//! Fake AI backend for offline runs and tests.
//!
//! Returns the same canned payloads on every call, so runs in fake mode are
//! reproducible without network access or API costs.

use async_trait::async_trait;
use serde_json::{json, Value as JsonValue};

use super::client::{BackendError, CompletionBackend, ImageBackend};
use super::types::{CompletionRequest, ImageRequest};

/// URL returned for every fake image generation.
pub const FAKE_IMAGE_URL: &str = "https://images.larder.invalid/fake/recipe.png";

/// Recipe content returned by the default fake backend.
pub const FAKE_RECIPE_CONTENT: &str = r#"{"recipe_name": "Pantry Omelette", "description": "A quick omelette made from whatever is in the pantry.", "servings": 2, "ingredients": [{"name": "egg", "quantity": "4", "unit_of_measure": "pcs"}, {"name": "butter", "quantity": "1", "unit_of_measure": "tbsp"}, {"name": "salt", "quantity": "1", "unit_of_measure": "pinch"}], "steps": ["Whisk the eggs with the salt.", "Melt the butter in a pan over medium heat.", "Pour in the eggs and cook until just set, then fold and serve."]}"#;

/// A fake backend with fixed responses.
#[derive(Debug, Clone)]
pub struct FakeBackend {
    /// Message content of each returned choice.
    contents: Vec<String>,
    image_url: String,
}

impl Default for FakeBackend {
    fn default() -> Self {
        Self {
            contents: vec![FAKE_RECIPE_CONTENT.to_string()],
            image_url: FAKE_IMAGE_URL.to_string(),
        }
    }
}

impl FakeBackend {
    pub fn new() -> Self {
        Self::default()
    }

    /// Create a fake backend whose response carries one choice per given content.
    pub fn with_choices<I, S>(contents: I) -> Self
    where
        I: IntoIterator<Item = S>,
        S: Into<String>,
    {
        Self {
            contents: contents.into_iter().map(Into::into).collect(),
            ..Self::default()
        }
    }

    /// Set the URL returned by image generation.
    pub fn with_image_url(mut self, url: &str) -> Self {
        self.image_url = url.to_string();
        self
    }

    /// Build the canned chat-completion payload for a model.
    pub fn completion_payload(&self, model: &str) -> JsonValue {
        let choices: Vec<JsonValue> = self
            .contents
            .iter()
            .enumerate()
            .map(|(index, content)| {
                json!({
                    "index": index,
                    "message": {"role": "assistant", "content": content},
                    "finish_reason": "stop"
                })
            })
            .collect();

        json!({
            "id": "chatcmpl-fake",
            "object": "chat.completion",
            "created": 0,
            "model": model,
            "choices": choices,
            "usage": {"prompt_tokens": 0, "completion_tokens": 0, "total_tokens": 0}
        })
    }
}

#[async_trait]
impl CompletionBackend for FakeBackend {
    async fn complete(&self, request: &CompletionRequest) -> Result<JsonValue, BackendError> {
        Ok(self.completion_payload(&request.model))
    }

    fn backend_name(&self) -> &'static str {
        "fake"
    }
}

#[async_trait]
impl ImageBackend for FakeBackend {
    async fn generate(&self, request: &ImageRequest) -> Result<Vec<String>, BackendError> {
        Ok(vec![self.image_url.clone(); request.n.max(1) as usize])
    }

    fn backend_name(&self) -> &'static str {
        "fake"
    }
}

#[cfg(test)]
mod tests {
    use super::*;
    use crate::ai::{ChatMessage, GenerationParams};

    fn request() -> CompletionRequest {
        CompletionRequest {
            model: "gpt-4o-mini".to_string(),
            messages: vec![ChatMessage::user("anything")],
            params: GenerationParams::default(),
        }
    }

    #[tokio::test]
    async fn test_fake_completion_is_deterministic() {
        let backend = FakeBackend::new();
        let first = backend.complete(&request()).await.unwrap();
        let second = backend.complete(&request()).await.unwrap();

        assert_eq!(
            serde_json::to_vec(&first).unwrap(),
            serde_json::to_vec(&second).unwrap()
        );
        assert_eq!(first["model"], "gpt-4o-mini");
        assert_eq!(first["choices"][0]["message"]["content"], FAKE_RECIPE_CONTENT);
    }

    #[tokio::test]
    async fn test_fake_with_choices() {
        let backend = FakeBackend::with_choices(["one", "two"]);
        let payload = backend.complete(&request()).await.unwrap();

        assert_eq!(payload["choices"].as_array().unwrap().len(), 2);
        assert_eq!(payload["choices"][1]["index"], 1);
        assert_eq!(payload["choices"][1]["message"]["content"], "two");
    }

    #[tokio::test]
    async fn test_fake_image_url() {
        let backend = FakeBackend::new().with_image_url("https://example.test/a.png");
        let request = ImageRequest {
            model: "dall-e-3".to_string(),
            prompt: "a cake".to_string(),
            n: 1,
            size: "1024x1024".to_string(),
        };

        let urls = backend.generate(&request).await.unwrap();
        assert_eq!(urls, vec!["https://example.test/a.png".to_string()]);
    }

    #[test]
    fn test_canned_recipe_is_valid_json() {
        let recipe: JsonValue = serde_json::from_str(FAKE_RECIPE_CONTENT).unwrap();
        assert_eq!(recipe["recipe_name"], "Pantry Omelette");
    }
}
******************************
**Aim of the exercise**
Using the material above, copy every line in which the string "urls" occurs.

**Task output**
        let urls = backend.generate(&request).await.unwrap();
        assert_eq!(urls, vec!["https://example.test/a.png".to_string()]);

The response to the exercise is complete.